Work to complete ▸ Please return the material exactly; leave no entry out.

Extracted material ▸
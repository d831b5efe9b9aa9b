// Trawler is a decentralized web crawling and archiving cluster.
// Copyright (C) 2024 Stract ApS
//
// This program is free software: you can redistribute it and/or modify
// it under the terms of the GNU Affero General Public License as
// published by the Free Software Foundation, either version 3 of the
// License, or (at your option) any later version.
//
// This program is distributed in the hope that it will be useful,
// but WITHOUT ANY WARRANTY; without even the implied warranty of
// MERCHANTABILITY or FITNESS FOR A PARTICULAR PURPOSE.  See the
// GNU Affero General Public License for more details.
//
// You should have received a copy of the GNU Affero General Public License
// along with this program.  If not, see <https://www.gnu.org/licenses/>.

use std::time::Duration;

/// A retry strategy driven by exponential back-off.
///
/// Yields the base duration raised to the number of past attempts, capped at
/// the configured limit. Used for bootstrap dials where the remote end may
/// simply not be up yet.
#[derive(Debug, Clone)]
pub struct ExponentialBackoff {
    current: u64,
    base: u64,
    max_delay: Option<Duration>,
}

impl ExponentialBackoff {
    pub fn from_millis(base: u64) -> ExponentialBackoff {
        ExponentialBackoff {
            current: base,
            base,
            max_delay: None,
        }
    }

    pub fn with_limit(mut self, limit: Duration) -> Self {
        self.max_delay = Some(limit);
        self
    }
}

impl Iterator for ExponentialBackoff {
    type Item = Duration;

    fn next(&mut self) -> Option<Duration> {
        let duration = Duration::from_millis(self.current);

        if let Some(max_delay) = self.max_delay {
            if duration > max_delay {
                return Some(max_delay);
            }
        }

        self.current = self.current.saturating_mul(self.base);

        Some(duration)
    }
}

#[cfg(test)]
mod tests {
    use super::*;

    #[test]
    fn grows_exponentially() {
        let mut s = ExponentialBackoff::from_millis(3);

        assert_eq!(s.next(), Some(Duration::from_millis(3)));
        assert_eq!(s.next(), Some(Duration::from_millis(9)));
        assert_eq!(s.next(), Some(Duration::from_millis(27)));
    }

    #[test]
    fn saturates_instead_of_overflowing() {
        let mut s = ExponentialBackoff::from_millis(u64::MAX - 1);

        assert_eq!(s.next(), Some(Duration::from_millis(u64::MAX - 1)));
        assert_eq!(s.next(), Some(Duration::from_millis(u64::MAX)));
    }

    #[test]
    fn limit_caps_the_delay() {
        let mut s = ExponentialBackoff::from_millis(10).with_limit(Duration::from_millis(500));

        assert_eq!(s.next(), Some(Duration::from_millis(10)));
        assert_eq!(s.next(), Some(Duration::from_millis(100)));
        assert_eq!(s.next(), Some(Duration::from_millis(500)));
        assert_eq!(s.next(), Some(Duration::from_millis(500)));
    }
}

Output for this exercise ▸
repository d831b5efe9b9aa9b
// Trawler is a decentralized web crawling and archiving cluster.
// Copyright (C) 2024 Stract ApS
//
// This program is free software: you can redistribute it and/or modify
// it under the terms of the GNU Affero General Public License as
// published by the Free Software Foundation, either version 3 of the
// License, or (at your option) any later version.
//
// This program is distributed in the hope that it will be useful,
// but WITHOUT ANY WARRANTY; without even the implied warranty of
// MERCHANTABILITY or FITNESS FOR A PARTICULAR PURPOSE.  See the
// GNU Affero General Public License for more details.
//
// You should have received a copy of the GNU Affero General Public License
// along with this program.  If not, see <https://www.gnu.org/licenses/>.

use std::time::Duration;

/// A retry strategy driven by exponential back-off.
///
/// Yields the base duration raised to the number of past attempts, capped at
/// the configured limit. Used for bootstrap dials where the remote end may
/// simply not be up yet.
#[derive(Debug, Clone)]
pub struct ExponentialBackoff {
    current: u64,
    base: u64,
    max_delay: Option<Duration>,
}

impl ExponentialBackoff {
    pub fn from_millis(base: u64) -> ExponentialBackoff {
        ExponentialBackoff {
            current: base,
            base,
            max_delay: None,
        }
    }

    pub fn with_limit(mut self, limit: Duration) -> Self {
        self.max_delay = Some(limit);
        self
    }
}

impl Iterator for ExponentialBackoff {
    type Item = Duration;

    fn next(&mut self) -> Option<Duration> {
        let duration = Duration::from_millis(self.current);

        if let Some(max_delay) = self.max_delay {
            if duration > max_delay {
                return Some(max_delay);
            }
        }

        self.current = self.current.saturating_mul(self.base);

        Some(duration)
    }
}

#[cfg(test)]
mod tests {
    use super::*;

    #[test]
    fn grows_exponentially() {
        let mut s = ExponentialBackoff::from_millis(3);

        assert_eq!(s.next(), Some(Duration::from_millis(3)));
        assert_eq!(s.next(), Some(Duration::from_millis(9)));
        assert_eq!(s.next(), Some(Duration::from_millis(27)));
    }

    #[test]
    fn saturates_instead_of_overflowing() {
        let mut s = ExponentialBackoff::from_millis(u64::MAX - 1);

        assert_eq!(s.next(), Some(Duration::from_millis(u64::MAX - 1)));
        assert_eq!(s.next(), Some(Duration::from_millis(u64::MAX)));
    }

    #[test]
    fn limit_caps_the_delay() {
        let mut s = ExponentialBackoff::from_millis(10).with_limit(Duration::from_millis(500));

        assert_eq!(s.next(), Some(Duration::from_millis(10)));
        assert_eq!(s.next(), Some(Duration::from_millis(100)));
        assert_eq!(s.next(), Some(Duration::from_millis(500)));
        assert_eq!(s.next(), Some(Duration::from_millis(500)));
    }
}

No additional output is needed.